* _YOUR GOAL_
Where the word "Validation" occurs in a line of the listing below, copy that line.

* _RECORDED INFORMATION_
▽

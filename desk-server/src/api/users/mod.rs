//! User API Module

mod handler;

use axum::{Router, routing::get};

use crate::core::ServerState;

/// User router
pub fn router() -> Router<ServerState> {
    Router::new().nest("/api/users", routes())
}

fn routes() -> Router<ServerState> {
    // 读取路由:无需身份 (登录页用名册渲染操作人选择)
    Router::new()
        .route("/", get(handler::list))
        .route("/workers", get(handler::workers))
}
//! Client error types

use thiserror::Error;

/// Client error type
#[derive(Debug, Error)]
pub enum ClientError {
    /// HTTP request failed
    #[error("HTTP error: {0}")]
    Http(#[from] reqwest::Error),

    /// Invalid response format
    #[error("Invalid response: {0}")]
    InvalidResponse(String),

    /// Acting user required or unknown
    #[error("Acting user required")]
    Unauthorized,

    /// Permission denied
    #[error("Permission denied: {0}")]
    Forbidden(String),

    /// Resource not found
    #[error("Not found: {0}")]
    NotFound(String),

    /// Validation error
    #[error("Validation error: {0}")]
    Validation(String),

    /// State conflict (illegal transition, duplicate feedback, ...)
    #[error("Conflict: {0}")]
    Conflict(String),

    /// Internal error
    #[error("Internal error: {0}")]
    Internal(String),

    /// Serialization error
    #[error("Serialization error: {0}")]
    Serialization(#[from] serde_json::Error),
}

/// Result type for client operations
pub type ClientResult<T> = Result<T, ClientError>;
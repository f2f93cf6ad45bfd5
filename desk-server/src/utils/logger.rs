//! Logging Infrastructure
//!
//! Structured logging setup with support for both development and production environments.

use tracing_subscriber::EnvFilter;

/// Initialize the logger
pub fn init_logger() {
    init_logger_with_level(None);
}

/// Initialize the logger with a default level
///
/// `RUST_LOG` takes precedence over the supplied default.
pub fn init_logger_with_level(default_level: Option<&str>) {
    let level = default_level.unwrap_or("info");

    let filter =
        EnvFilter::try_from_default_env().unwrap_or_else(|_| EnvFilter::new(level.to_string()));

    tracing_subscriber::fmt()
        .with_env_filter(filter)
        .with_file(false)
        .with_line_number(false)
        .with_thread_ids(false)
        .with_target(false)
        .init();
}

△

* _RESPONSE TO THIS TASK_
    /// Validation error
    #[error("Validation error: {0}")]
    Validation(String),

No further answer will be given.